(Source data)
//! Ledger-specific errors.

use facet_types::{Address, Amount, LedgerId};
use thiserror::Error;

#[derive(Debug, Error)]
pub enum LedgerError {
    #[error("ledger {0} already exists")]
    LedgerExists(LedgerId),

    #[error("ledger {0} not found")]
    LedgerNotFound(LedgerId),

    #[error("mint denied: {caller} is not the creator of this ledger")]
    NotCreator { caller: Address },

    #[error("insufficient balance: need {needed}, have {available}")]
    InsufficientBalance { needed: Amount, available: Amount },

    #[error("balance overflow")]
    BalanceOverflow,
}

* TRY IT:
Find the lines above holding the word "Amount" and show them.

* EXERCISE OUTPUT:
use facet_types::{Address, Amount, LedgerId};
    InsufficientBalance { needed: Amount, available: Amount },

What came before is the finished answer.